[MATERIAL SUPPLIED]
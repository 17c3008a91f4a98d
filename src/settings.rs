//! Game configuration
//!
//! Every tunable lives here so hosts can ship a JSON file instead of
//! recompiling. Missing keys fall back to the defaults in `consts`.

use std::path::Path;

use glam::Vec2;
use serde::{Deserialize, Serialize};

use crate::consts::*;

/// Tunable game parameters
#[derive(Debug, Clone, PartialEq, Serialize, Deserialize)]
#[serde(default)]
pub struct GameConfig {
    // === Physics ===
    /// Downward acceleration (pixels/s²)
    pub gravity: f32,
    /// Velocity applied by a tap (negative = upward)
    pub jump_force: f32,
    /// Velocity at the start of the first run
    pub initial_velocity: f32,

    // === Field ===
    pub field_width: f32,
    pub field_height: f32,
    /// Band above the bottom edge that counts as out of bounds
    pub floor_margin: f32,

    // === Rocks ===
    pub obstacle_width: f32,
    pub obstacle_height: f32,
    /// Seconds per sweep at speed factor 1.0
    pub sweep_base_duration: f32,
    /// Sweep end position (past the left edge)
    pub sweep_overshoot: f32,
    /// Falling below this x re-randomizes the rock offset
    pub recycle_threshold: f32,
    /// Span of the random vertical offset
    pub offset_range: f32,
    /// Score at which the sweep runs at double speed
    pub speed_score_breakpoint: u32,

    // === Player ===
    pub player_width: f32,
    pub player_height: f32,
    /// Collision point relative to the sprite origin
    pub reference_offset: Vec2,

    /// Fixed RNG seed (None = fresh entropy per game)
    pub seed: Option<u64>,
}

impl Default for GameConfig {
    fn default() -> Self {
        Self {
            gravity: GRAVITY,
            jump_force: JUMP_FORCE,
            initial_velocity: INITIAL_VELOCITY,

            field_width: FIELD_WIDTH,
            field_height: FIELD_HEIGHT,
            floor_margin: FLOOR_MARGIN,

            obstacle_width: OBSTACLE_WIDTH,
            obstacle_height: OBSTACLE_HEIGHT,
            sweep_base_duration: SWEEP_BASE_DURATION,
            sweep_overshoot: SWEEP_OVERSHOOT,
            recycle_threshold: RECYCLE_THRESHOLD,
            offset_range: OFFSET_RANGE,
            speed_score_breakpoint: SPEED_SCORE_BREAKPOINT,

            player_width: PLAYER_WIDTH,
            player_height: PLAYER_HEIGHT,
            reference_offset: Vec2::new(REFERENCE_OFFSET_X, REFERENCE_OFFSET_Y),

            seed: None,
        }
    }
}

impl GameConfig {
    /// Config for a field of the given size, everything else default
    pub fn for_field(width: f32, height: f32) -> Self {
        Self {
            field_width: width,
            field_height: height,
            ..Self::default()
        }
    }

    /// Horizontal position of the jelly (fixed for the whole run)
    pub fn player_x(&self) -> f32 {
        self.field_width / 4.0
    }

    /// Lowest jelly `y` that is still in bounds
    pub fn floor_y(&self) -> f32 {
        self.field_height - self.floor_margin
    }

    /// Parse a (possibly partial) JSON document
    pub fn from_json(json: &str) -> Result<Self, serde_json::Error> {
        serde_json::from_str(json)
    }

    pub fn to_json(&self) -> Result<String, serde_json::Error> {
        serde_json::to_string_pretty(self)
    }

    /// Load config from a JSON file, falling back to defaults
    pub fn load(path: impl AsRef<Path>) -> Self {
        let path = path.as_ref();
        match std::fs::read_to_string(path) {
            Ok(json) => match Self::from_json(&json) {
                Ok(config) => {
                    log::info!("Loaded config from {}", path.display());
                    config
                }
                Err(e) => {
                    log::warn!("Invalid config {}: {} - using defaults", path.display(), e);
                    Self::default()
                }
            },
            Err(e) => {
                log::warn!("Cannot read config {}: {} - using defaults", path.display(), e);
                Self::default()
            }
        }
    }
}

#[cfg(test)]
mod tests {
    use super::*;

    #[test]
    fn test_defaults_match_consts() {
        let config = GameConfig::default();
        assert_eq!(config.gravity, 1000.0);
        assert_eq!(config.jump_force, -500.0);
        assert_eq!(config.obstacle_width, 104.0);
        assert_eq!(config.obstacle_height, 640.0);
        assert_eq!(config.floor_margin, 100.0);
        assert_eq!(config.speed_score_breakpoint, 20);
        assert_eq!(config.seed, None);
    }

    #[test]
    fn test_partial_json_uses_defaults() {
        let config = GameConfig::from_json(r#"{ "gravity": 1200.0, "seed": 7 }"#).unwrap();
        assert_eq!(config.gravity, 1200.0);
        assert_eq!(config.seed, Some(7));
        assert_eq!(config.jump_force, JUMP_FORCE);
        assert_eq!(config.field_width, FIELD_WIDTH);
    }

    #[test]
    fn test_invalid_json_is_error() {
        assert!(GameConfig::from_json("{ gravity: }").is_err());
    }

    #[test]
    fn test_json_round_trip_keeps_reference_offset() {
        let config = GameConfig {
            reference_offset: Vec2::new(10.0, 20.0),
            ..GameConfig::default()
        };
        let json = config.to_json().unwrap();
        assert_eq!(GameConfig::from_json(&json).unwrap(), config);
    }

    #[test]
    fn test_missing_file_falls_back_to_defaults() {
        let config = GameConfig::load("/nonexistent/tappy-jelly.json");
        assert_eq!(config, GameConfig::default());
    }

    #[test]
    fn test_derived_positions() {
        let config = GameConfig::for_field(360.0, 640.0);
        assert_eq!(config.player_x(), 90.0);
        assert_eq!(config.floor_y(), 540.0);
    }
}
[/MATERIAL SUPPLIED]
[MATERIAL SUPPLIED]
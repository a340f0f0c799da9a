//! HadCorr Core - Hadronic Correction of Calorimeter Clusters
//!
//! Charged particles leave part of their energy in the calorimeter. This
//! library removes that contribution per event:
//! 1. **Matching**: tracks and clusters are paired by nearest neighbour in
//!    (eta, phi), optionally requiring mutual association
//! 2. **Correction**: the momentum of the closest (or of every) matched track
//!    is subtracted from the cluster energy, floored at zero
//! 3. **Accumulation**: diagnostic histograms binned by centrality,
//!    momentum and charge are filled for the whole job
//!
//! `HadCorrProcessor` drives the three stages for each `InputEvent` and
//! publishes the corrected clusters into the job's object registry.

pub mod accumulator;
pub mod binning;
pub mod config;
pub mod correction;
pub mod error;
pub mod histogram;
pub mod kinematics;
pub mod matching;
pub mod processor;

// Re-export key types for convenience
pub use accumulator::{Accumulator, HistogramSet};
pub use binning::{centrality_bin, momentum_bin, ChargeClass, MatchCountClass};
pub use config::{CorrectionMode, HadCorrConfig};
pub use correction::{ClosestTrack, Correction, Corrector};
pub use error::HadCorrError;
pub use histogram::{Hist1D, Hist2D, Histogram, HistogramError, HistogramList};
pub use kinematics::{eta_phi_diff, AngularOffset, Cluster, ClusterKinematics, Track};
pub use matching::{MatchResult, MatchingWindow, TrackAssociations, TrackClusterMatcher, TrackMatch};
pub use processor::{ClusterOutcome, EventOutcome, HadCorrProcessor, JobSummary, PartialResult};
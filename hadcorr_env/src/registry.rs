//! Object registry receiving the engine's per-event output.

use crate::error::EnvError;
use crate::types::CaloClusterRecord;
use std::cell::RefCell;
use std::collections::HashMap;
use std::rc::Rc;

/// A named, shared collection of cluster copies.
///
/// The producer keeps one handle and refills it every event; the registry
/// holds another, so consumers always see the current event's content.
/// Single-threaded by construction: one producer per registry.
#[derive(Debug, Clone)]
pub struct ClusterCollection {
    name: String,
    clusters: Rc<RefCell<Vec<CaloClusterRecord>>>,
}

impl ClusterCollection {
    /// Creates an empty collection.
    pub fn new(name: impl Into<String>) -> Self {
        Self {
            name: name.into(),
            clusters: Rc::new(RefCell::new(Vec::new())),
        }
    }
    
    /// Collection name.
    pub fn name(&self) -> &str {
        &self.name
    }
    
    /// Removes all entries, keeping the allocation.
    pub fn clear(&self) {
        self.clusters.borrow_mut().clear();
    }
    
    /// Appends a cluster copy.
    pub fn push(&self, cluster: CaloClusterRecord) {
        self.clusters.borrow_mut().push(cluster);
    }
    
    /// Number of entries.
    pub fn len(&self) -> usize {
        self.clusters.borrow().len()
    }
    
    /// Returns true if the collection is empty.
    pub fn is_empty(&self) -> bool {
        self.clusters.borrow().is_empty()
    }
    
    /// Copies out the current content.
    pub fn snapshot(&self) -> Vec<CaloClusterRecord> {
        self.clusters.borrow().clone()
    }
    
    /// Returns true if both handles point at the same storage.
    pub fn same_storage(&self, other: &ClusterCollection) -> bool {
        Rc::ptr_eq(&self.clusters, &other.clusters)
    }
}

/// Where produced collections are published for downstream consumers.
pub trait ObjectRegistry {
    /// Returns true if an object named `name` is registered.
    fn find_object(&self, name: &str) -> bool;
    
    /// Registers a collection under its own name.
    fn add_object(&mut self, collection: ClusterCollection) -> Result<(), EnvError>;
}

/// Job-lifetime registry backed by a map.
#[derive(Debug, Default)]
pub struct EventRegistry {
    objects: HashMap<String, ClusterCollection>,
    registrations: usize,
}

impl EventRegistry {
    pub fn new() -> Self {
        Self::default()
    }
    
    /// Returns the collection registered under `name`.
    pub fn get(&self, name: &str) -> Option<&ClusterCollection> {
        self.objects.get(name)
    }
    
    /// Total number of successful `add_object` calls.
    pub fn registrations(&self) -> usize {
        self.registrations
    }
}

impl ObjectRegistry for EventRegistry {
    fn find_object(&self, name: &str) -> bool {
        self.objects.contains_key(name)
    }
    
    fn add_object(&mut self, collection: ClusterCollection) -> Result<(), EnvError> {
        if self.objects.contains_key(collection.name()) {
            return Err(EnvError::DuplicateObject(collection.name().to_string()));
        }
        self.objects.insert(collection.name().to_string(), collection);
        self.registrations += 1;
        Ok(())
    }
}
[/MATERIAL SUPPLIED]
EXERCISE
Both the line containing "backed by a map." and the line containing "Returns the collection" belong in the answer. Print them and every line above that falls between them exactly, and no others.

OUTPUT OF THE TASK
/// Job-lifetime registry backed by a map.
#[derive(Debug, Default)]
pub struct EventRegistry {
    objects: HashMap<String, ClusterCollection>,
    registrations: usize,
}

impl EventRegistry {
    pub fn new() -> Self {
        Self::default()
    }
    
    /// Returns the collection registered under `name`.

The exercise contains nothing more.